No emotions, no thoughts. One micromoment. Total silence. Deeper breaths. Reaching the center of balance and a deeper feeling for it.
I don’t feel anything except peace. Peace I have lived for and chased for. Hoping that this moment will come. A moment where I can’t feel anything but constant happiness inside of me and letting my thoughts fly without any struggle. I understand with perfect clarity where I come from, where I am currently and where I want to go. There are no thoughts that could take me to the point, where I once was. Abilty to control your emotions gives you the ability to control a big part of your life. Not everything, although most of the things come to your way to make you understand your own mistakes and mishaps. To cut all ties with repetitive behaviours.Often putting yourself in uncomfortable situations and to force our body to adjust, only then it will become resilient and accommodating.
To heal your body and mind, you have to step out of your comfort zone.
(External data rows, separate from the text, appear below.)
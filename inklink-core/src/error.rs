//! Error types for the inklink protocol and raster pipeline.
//!
//! All fallible operations return `Result<T, InkError>`.
//! No panics on invalid input; every failure is typed.

use std::time::Duration;
use thiserror::Error;

/// The canonical error type for the inklink library.
#[derive(Debug, Error)]
pub enum InkError {
    // ── Protocol Errors ──────────────────────────────────────────
    /// A numeric value did not map to any known enum variant.
    #[error("unknown {type_name} discriminant: {value:#x}")]
    UnknownVariant { type_name: &'static str, value: u64 },

    /// A device config notification was too short to parse.
    #[error("malformed config record: {len} bytes (need {min})")]
    MalformedConfig { len: usize, min: usize },

    /// A session method was called in the wrong phase.
    #[error("phase violation: {0}")]
    PhaseViolation(&'static str),

    // ── Configuration Errors ─────────────────────────────────────
    /// Neither the device model nor the caller supplied a usable panel size.
    #[error("panel resolution unknown: no model match and no explicit size")]
    ResolutionUnknown,

    /// The negotiated transfer unit leaves no room for a chunk payload.
    #[error("transfer unit too small: {unit} bytes")]
    TransferUnitTooSmall { unit: usize },

    /// A raster buffer did not match its stated dimensions.
    #[error("raster size mismatch: expected {expected} bytes, got {actual}")]
    RasterSize { expected: usize, actual: usize },

    /// A palette with no entries cannot quantize anything.
    #[error("empty palette")]
    EmptyPalette,

    // ── Transfer Errors ──────────────────────────────────────────
    /// A chunk write failed mid-plane. The frame on the panel is garbage
    /// until a full resend; the session is not resumable.
    #[error("transfer failed at chunk {chunk}/{total}: {source}")]
    Transfer {
        chunk: usize,
        total: usize,
        #[source]
        source: Box<InkError>,
    },

    // ── Link Errors ──────────────────────────────────────────────
    /// The BLE layer reported an error.
    #[error("link error: {0}")]
    Link(#[from] btleplug::Error),

    /// No Bluetooth adapter matched the request.
    #[error("no bluetooth adapter: {0}")]
    AdapterUnavailable(String),

    /// No peripheral matched the requested address.
    #[error("device not found: {0}")]
    DeviceNotFound(String),

    /// The peripheral does not expose the EPD command characteristic.
    #[error("EPD characteristic missing on peer")]
    CharacteristicMissing,

    /// An mpsc channel was closed unexpectedly.
    #[error("channel closed")]
    ChannelClosed,

    /// An operation exceeded its deadline.
    #[error("timeout after {0:?}")]
    Timeout(Duration),

    /// Catch-all for errors that do not fit another variant.
    #[error("{0}")]
    Other(String),
}

// ── Convenient From implementations ──────────────────────────────

impl From<String> for InkError {
    fn from(s: String) -> Self {
        InkError::Other(s)
    }
}

impl From<&str> for InkError {
    fn from(s: &str) -> Self {
        InkError::Other(s.to_string())
    }
}

impl<T> From<tokio::sync::mpsc::error::SendError<T>> for InkError {
    fn from(_: tokio::sync::mpsc::error::SendError<T>) -> Self {
        InkError::ChannelClosed
    }
}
You need the will to force your mind to break the limits you have set on yourself. It is only comfort that pressures ourselves even deeper and deeper of the frame we have created. People are capable of adapting to almost everything. Even when your inner world is stressful and when your mind is at peace. I am proud that I have been able to heal myself enough throughout this stressful situation, that fighting against the world does not feel like swimming against waves, but rather drifting along steadily. No more of these self-thought crooked roads, the way is much straighter than before – when I fought what felt like against life itself. I let myself flow along smoothly, in life’s beauty and pain, without resistance. It is the only thing in my power. Everything surrounding us is so fast-paced, and everyone is seeking for something important, something to make life more valuable. I take a moment and understand, that this place that everyone’s trying to reach – it exists within me already. Thank you, Kärolyn. You have persevered and overcome a greater part of your own and the surrounding challenges, to understand, that home is where you yourself are. I was able to let go from the reality I created, that was encoded in me since childhood. Where there is life, there I am, too. I did not just arrive, but I’ve been here this whole time. I have reached deeper into the understanding, which will affect my life from now on. By abandoning my self-created beliefs and opinions, I am able to glide through the toughness and see the entire picture from a more positive perspective than before. I broke this self-conceived frame, and released myself. Thank you, I love myself completely and everything that surrounds me. Including my strengths, as well as my weaknesses, through which there is constant evolving, the creation and birth of new.